Notably, Ste24 is highly conserved through evolution — so much so that the human version, ZMPSTE24, can stand in for its yeast counterpart, the researchers found. This remarkable feature allowed the team to begin functionally dissecting how natural variation in the human protein might impact its unclogging function. By scouring different genetic variants in ZMPSTE24 identified with the help of the AMP T2D-GENES Consortium, they discovered versions whose function was impaired. Initial data suggests that some of these loss-of-function mutants may be more common in type 2 diabetes patients than those without the disease — suggesting that a less-than-robust declogger could possibly contribute to type 2 diabetes progression.

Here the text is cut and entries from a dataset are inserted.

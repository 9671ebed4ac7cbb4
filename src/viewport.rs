//! Pan/zoom viewport and the screen ↔ logical transform.
//!
//! The viewport maps logical image coordinates onto the stage:
//! `screen = logical * scale + position`. Every input handler goes through
//! [`to_logical`] so persisted points stay valid across zoom and pan.

use serde::{Deserialize, Serialize};

use crate::config::EditorConfig;
use crate::constants;
use crate::geometry::{LogicalRect, Point};

/// Convert a screen point to logical space.
pub fn to_logical(screen: Point, scale: f32, position: Point) -> Point {
    (screen - position) / scale
}

/// Convert a logical point to screen space; inverse of [`to_logical`].
pub fn to_screen(logical: Point, scale: f32, position: Point) -> Point {
    logical * scale + position
}

/// Direction of a stepped zoom.
#[derive(Debug, Clone, Copy, PartialEq, Eq, Serialize, Deserialize)]
#[serde(rename_all = "lowercase")]
pub enum ZoomDirection {
    In,
    Out,
}

/// Which point stays fixed on screen while zooming.
#[derive(Debug, Clone, Copy, PartialEq, Serialize, Deserialize)]
#[serde(rename_all = "snake_case")]
pub enum ZoomOrigin {
    /// Keep the logical point under this screen position fixed (wheel zoom).
    Pointer(Point),
    /// Keep the logical point at the middle of the stage fixed (buttons, shortcuts).
    CanvasCenter,
}

/// Limits applied to every zoom.
#[derive(Debug, Clone, Copy, PartialEq)]
pub struct ZoomLimits {
    pub min_scale: f32,
    pub max_scale: f32,
    pub factor: f32,
}

impl Default for ZoomLimits {
    fn default() -> Self {
        Self {
            min_scale: constants::MIN_SCALE,
            max_scale: constants::MAX_SCALE,
            factor: constants::ZOOM_FACTOR,
        }
    }
}

impl From<&EditorConfig> for ZoomLimits {
    fn from(config: &EditorConfig) -> Self {
        Self {
            min_scale: config.min_scale,
            max_scale: config.max_scale,
            factor: config.zoom_factor,
        }
    }
}

/// Pan/zoom state of the stage.
#[derive(Debug, Clone, Copy, PartialEq)]
pub struct Viewport {
    /// Stage scale, always > 0
    pub scale: f32,
    /// Stage offset in screen pixels
    pub position: Point,
    /// Visible stage size in screen pixels
    pub stage_size: (f32, f32),
    limits: ZoomLimits,
}

impl Viewport {
    /// Create an identity viewport for a stage of the given size.
    pub fn new(stage_width: f32, stage_height: f32, limits: ZoomLimits) -> Self {
        Self {
            scale: 1.0,
            position: Point::ZERO,
            stage_size: (stage_width, stage_height),
            limits,
        }
    }

    pub fn limits(&self) -> ZoomLimits {
        self.limits
    }

    pub fn to_logical(&self, screen: Point) -> Point {
        to_logical(screen, self.scale, self.position)
    }

    pub fn to_screen(&self, logical: Point) -> Point {
        to_screen(logical, self.scale, self.position)
    }

    /// Current scale as an integer percentage for display.
    pub fn zoom_percent(&self) -> u32 {
        (self.scale * 100.0).round() as u32
    }

    /// Screen position of the stage center.
    pub fn stage_center(&self) -> Point {
        Point::new(self.stage_size.0 / 2.0, self.stage_size.1 / 2.0)
    }

    pub fn set_stage_size(&mut self, width: f32, height: f32) {
        self.stage_size = (width.max(1.0), height.max(1.0));
    }

    /// Zoom one step or to an explicit percentage.
    ///
    /// An explicit percentage wins over `direction`. The result is clamped to
    /// the configured range, except that a scale already below the minimum
    /// (after fitting a large image) is never pushed further down.
    pub fn zoom(
        &mut self,
        direction: ZoomDirection,
        origin: ZoomOrigin,
        explicit_percent: Option<f32>,
    ) {
        let new_scale = match explicit_percent {
            Some(percent) => {
                (percent / 100.0).clamp(self.limits.min_scale, self.limits.max_scale)
            }
            None => match direction {
                ZoomDirection::In => (self.scale * self.limits.factor)
                    .min(self.limits.max_scale.max(self.scale)),
                ZoomDirection::Out => {
                    (self.scale / self.limits.factor).max(self.limits.min_scale.min(self.scale))
                }
            },
        };
        self.zoom_to(new_scale, origin);
    }

    /// Set the scale, keeping the logical point under `origin` fixed.
    pub fn zoom_to(&mut self, new_scale: f32, origin: ZoomOrigin) {
        if !(new_scale > 0.0) || !new_scale.is_finite() {
            return;
        }
        let anchor = match origin {
            ZoomOrigin::Pointer(p) => p,
            ZoomOrigin::CanvasCenter => self.stage_center(),
        };
        let logical = self.to_logical(anchor);
        self.position = anchor - logical * new_scale;
        self.scale = new_scale;
    }

    /// Apply a pan delta in screen pixels.
    pub fn pan_by(&mut self, delta: Point) {
        self.position = self.position + delta;
    }

    /// Reset to 100% with no pan.
    pub fn reset(&mut self) {
        self.scale = 1.0;
        self.position = Point::ZERO;
    }

    /// Fit a logical rectangle inside the stage, centered.
    ///
    /// May produce a scale below the stepped-zoom minimum for very large images.
    pub fn fit(&mut self, rect: &LogicalRect) {
        if rect.is_empty() {
            return;
        }
        let width = rect.max_x - rect.min_x;
        let height = rect.max_y - rect.min_y;
        let scale = (self.stage_size.0 / width)
            .min(self.stage_size.1 / height)
            .min(self.limits.max_scale);
        if !(scale > 0.0) {
            return;
        }
        let center = Point::new(rect.min_x + width / 2.0, rect.min_y + height / 2.0);
        self.scale = scale;
        self.position = self.stage_center() - center * scale;
    }
}

impl Default for Viewport {
    fn default() -> Self {
        Self::new(1024.0, 768.0, ZoomLimits::default())
    }
}

#[cfg(test)]
mod tests {
    use super::*;

    const EPSILON: f32 = 0.001;

    fn approx_eq(a: f32, b: f32) -> bool {
        (a - b).abs() < EPSILON
    }

    fn approx_point(a: Point, b: Point) -> bool {
        approx_eq(a.x, b.x) && approx_eq(a.y, b.y)
    }

    #[test]
    fn test_to_logical_inverts_to_screen() {
        let cases = [
            (Point::new(0.0, 0.0), 1.0, Point::new(0.0, 0.0)),
            (Point::new(317.0, 45.5), 2.5, Point::new(-120.0, 33.0)),
            (Point::new(-40.0, 900.0), 0.1, Point::new(12.25, -7.0)),
            (Point::new(1.0, 1.0), 10.0, Point::new(500.0, 500.0)),
        ];
        for (screen, scale, position) in cases {
            let logical = to_logical(screen, scale, position);
            assert!(approx_point(to_screen(logical, scale, position), screen));
        }
    }

    #[test]
    fn test_zoom_to_pointer_preserves_point_under_cursor() {
        let mut vp = Viewport::default();
        vp.position = Point::new(50.0, 30.0);
        let cursor = Point::new(150.0, 120.0);
        let before = vp.to_logical(cursor);

        vp.zoom(ZoomDirection::In, ZoomOrigin::Pointer(cursor), None);

        assert!(approx_eq(vp.scale, 1.1));
        assert!(approx_point(vp.to_logical(cursor), before));
    }

    #[test]
    fn test_zoom_to_center_preserves_center() {
        let mut vp = Viewport::new(800.0, 600.0, ZoomLimits::default());
        vp.position = Point::new(-20.0, 10.0);
        let before = vp.to_logical(vp.stage_center());

        vp.zoom(ZoomDirection::Out, ZoomOrigin::CanvasCenter, None);

        assert!(approx_point(vp.to_logical(vp.stage_center()), before));
    }

    #[test]
    fn test_zoom_round_trip() {
        let mut vp = Viewport::default();
        vp.scale = 1.7;
        vp.position = Point::new(-33.0, 71.0);
        let original = vp;
        let cursor = Point::new(412.0, 250.0);

        vp.zoom(ZoomDirection::In, ZoomOrigin::Pointer(cursor), None);
        vp.zoom(ZoomDirection::Out, ZoomOrigin::Pointer(cursor), None);

        assert!(approx_eq(vp.scale, original.scale));
        assert!(approx_point(vp.position, original.position));
    }

    #[test]
    fn test_zoom_clamped_to_limits() {
        let mut vp = Viewport::default();
        vp.scale = 9.5;
        vp.zoom(ZoomDirection::In, ZoomOrigin::CanvasCenter, None);
        assert_eq!(vp.scale, constants::MAX_SCALE);

        vp.scale = 0.105;
        vp.zoom(ZoomDirection::Out, ZoomOrigin::CanvasCenter, None);
        assert_eq!(vp.scale, constants::MIN_SCALE);
    }

    #[test]
    fn test_explicit_percent() {
        let mut vp = Viewport::default();
        vp.zoom(ZoomDirection::In, ZoomOrigin::CanvasCenter, Some(250.0));
        assert!(approx_eq(vp.scale, 2.5));
        assert_eq!(vp.zoom_percent(), 250);

        vp.zoom(ZoomDirection::In, ZoomOrigin::CanvasCenter, Some(5000.0));
        assert_eq!(vp.scale, constants::MAX_SCALE);
    }

    #[test]
    fn test_zoom_out_below_minimum_does_not_shrink_further() {
        let mut vp = Viewport::new(100.0, 100.0, ZoomLimits::default());
        vp.fit(&LogicalRect::from_xywh(0.0, 0.0, 4000.0, 2000.0));
        assert!(approx_eq(vp.scale, 0.025));

        vp.zoom(ZoomDirection::Out, ZoomOrigin::CanvasCenter, None);
        assert!(approx_eq(vp.scale, 0.025));

        vp.zoom(ZoomDirection::In, ZoomOrigin::CanvasCenter, None);
        assert!(vp.scale > 0.025);
    }

    #[test]
    fn test_fit_centers_rect() {
        let mut vp = Viewport::new(800.0, 600.0, ZoomLimits::default());
        vp.fit(&LogicalRect::from_xywh(0.0, 0.0, 400.0, 400.0));
        assert!(approx_eq(vp.scale, 1.5));
        assert!(approx_point(vp.to_screen(Point::new(200.0, 200.0)), vp.stage_center()));
    }

    #[test]
    fn test_pan_preserves_zoom() {
        let mut vp = Viewport::default();
        vp.scale = 2.5;
        vp.pan_by(Point::new(100.0, 200.0));
        assert_eq!(vp.scale, 2.5);
        assert_eq!(vp.position, Point::new(100.0, 200.0));
    }
}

More work is needed to fully decipher the biology of Ste24, IAPP toxicity, and type 2 diabetes. Nevertheless, Kayatekin hopes that his innovative yeast model will prove to be as powerful a tool for illuminating the molecular underpinnings of disease as the ones that preceded it.
Funding for this work was provided by Whitehead Institute, the Picower Institute at MIT, the University of Texas, M.D. Anderson Center, the Howard Hughes Medical Institute, the Glenn Foundation for Medical Research, the Eleanor Schwartz Charitable Foundation, the Edward N. and Della L. Thome Foundation, the JPB Foundation, the Robert A. and Renee E. Belfer Foundation, the National Institutes of Health, the Canadian Institute of Health Research, and the U.S. Department of Defense. The researchers received additional support from the American Italian Cancer Foundation, the American Parkinson’s Disease Foundation, and the Helen Hay Whitney Foundation.